**ACTIVITY:** State, as a number alone, how many lines of the data contain the string "type".

[Dataset excerpts]
────────────────────────────────────────

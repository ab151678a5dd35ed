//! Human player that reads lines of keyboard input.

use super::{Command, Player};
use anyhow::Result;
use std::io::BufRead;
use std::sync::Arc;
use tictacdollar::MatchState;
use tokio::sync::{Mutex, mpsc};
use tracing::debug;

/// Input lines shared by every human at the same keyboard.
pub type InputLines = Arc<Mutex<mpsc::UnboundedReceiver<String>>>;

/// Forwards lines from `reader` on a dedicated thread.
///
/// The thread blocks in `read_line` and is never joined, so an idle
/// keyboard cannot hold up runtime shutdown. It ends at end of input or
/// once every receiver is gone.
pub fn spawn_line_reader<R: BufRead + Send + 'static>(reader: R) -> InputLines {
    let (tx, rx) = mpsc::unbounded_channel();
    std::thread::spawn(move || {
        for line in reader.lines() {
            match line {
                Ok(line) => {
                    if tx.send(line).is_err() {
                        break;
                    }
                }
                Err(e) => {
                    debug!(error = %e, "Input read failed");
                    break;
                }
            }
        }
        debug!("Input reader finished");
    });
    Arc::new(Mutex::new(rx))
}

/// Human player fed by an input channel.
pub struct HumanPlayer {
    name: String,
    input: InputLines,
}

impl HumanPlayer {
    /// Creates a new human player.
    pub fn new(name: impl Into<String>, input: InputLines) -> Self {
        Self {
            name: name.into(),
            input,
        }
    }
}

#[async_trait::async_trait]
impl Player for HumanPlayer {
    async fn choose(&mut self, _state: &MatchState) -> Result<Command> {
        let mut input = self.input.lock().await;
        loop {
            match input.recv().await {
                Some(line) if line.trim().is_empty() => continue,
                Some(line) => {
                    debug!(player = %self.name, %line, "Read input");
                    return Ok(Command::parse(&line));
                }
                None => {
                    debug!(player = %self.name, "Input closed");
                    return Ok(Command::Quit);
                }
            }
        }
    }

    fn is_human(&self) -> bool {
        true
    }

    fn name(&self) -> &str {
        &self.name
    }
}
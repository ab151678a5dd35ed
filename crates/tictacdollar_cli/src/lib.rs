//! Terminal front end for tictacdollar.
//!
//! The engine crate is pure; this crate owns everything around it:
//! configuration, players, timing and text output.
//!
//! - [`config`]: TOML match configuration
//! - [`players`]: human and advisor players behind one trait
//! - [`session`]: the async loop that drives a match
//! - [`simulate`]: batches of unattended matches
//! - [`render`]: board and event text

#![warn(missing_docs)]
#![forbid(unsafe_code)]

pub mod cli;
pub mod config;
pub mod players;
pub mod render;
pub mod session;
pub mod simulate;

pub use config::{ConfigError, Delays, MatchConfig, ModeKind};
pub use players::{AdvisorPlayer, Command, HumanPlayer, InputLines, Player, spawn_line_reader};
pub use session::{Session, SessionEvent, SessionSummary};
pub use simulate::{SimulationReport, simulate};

────────────────────────────────────────

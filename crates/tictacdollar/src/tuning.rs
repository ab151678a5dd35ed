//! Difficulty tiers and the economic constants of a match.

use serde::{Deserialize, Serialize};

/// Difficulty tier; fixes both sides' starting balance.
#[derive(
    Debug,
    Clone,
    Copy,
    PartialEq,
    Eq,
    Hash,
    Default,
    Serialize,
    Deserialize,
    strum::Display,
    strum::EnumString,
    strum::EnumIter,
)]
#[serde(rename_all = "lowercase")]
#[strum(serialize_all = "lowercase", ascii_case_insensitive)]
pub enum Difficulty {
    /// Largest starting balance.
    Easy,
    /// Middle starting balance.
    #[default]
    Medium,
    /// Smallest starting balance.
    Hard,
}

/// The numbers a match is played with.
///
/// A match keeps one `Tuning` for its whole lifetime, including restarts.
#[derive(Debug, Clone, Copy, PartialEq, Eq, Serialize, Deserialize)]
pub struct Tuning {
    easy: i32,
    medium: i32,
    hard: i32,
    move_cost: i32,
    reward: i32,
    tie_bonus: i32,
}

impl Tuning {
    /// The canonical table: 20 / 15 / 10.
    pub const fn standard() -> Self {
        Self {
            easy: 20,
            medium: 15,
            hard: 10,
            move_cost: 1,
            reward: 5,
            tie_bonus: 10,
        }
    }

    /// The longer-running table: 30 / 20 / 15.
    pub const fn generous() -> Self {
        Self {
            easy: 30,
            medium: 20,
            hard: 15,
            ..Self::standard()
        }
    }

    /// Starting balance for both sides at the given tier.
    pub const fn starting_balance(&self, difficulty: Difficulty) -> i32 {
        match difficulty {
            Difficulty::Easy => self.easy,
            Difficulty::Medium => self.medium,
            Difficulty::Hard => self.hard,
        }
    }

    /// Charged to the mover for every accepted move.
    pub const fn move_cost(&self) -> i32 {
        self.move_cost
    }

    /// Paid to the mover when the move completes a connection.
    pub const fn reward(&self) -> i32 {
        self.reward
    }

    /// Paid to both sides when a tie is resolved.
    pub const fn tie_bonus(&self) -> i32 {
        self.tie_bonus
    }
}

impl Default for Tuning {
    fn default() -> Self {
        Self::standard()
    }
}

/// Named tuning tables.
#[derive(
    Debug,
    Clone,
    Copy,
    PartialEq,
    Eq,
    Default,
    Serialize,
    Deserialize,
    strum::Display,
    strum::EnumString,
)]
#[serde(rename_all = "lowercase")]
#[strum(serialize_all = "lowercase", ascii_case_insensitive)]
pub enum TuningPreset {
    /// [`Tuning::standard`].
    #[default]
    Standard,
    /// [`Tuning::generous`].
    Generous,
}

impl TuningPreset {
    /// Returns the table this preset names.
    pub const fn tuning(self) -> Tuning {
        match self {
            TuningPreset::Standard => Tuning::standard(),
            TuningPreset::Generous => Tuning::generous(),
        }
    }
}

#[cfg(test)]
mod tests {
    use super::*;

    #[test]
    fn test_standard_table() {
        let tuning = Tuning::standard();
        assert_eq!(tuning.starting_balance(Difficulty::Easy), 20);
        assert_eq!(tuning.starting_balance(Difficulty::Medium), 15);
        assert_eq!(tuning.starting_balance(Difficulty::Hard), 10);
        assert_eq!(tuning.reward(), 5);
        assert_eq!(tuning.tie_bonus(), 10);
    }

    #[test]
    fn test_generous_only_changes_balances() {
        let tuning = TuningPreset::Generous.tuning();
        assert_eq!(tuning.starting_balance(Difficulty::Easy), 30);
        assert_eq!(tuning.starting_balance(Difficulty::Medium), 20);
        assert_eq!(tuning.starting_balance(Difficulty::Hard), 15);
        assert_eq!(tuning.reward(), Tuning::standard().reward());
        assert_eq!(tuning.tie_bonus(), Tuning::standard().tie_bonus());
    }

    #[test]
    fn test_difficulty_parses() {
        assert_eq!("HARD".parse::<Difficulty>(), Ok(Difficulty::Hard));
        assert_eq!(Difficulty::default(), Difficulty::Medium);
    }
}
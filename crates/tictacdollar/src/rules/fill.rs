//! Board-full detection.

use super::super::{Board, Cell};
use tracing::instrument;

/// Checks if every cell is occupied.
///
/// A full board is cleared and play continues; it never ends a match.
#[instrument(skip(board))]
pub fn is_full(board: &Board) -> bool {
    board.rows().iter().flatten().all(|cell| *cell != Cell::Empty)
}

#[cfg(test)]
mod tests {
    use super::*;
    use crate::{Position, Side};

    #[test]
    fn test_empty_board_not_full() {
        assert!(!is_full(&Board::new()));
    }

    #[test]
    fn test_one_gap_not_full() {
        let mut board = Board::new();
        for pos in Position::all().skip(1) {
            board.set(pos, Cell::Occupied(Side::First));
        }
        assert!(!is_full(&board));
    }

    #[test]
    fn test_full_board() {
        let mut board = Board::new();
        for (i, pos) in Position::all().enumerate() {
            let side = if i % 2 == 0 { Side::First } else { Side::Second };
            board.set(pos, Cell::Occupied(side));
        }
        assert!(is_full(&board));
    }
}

────────────────────────────────────────

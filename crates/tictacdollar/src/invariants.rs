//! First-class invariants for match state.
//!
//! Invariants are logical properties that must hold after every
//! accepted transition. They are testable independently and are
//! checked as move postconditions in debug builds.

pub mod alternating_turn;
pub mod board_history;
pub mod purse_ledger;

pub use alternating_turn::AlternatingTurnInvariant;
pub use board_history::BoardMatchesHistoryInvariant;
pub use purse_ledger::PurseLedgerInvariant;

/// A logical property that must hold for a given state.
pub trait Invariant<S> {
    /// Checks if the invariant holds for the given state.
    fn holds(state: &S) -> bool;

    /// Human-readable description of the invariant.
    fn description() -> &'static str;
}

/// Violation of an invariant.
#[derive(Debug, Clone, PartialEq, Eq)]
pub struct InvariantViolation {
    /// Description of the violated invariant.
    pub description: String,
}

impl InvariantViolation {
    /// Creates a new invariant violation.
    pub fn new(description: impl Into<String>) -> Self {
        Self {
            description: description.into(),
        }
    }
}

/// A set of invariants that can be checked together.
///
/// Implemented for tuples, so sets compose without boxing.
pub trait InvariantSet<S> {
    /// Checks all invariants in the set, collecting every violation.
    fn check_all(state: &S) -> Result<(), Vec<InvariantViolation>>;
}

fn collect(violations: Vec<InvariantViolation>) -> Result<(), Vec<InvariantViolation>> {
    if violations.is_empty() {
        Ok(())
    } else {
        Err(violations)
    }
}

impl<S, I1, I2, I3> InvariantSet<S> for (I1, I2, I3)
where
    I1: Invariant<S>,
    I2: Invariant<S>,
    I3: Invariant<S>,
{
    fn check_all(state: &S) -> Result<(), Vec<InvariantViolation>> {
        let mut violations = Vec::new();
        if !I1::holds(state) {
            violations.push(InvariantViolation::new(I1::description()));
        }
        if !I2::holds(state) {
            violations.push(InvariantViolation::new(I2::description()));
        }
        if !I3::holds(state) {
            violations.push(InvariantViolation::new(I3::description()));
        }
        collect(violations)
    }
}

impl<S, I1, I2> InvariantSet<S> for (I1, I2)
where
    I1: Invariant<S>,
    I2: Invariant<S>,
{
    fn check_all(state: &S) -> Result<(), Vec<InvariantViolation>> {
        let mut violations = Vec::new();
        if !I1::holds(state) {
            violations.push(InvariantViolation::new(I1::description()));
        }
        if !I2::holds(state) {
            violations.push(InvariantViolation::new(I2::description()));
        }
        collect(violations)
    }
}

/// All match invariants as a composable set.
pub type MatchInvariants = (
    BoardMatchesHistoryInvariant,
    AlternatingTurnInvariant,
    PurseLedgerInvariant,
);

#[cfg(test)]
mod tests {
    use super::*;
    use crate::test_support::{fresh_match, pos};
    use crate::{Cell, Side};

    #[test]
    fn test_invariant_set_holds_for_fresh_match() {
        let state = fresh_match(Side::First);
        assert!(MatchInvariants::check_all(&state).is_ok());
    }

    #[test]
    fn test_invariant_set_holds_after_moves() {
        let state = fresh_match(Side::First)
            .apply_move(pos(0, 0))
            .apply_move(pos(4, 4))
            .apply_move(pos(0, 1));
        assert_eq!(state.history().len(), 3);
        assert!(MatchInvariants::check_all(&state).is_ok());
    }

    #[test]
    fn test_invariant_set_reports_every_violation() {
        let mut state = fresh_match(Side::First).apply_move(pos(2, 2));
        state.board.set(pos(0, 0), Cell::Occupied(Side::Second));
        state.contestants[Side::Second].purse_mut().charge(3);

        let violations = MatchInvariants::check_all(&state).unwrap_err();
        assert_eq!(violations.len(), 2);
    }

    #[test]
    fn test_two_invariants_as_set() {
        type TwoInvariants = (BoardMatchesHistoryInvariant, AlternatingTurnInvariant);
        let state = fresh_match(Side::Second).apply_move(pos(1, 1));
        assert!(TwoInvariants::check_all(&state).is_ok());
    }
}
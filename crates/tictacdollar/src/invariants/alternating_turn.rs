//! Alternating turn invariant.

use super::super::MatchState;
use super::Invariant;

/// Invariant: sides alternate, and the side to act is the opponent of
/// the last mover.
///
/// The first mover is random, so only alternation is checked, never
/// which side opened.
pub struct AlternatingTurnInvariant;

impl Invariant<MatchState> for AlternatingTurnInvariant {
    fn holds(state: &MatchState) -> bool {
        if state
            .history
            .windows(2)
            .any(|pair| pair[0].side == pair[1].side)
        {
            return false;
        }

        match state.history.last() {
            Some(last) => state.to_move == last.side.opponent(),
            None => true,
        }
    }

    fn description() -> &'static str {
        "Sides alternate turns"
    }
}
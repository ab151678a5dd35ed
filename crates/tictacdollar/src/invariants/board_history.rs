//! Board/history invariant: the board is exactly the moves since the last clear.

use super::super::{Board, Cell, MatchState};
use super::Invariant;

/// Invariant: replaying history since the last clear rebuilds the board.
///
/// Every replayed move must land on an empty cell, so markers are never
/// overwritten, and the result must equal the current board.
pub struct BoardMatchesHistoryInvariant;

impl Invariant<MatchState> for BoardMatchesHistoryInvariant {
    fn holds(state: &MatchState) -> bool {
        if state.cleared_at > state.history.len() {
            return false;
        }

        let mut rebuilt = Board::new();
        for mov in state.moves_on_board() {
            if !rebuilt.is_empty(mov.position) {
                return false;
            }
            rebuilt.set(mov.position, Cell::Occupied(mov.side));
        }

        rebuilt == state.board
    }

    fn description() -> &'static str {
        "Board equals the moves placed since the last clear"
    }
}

────────────────────────────────────────

**TASK RESPONSE:** 3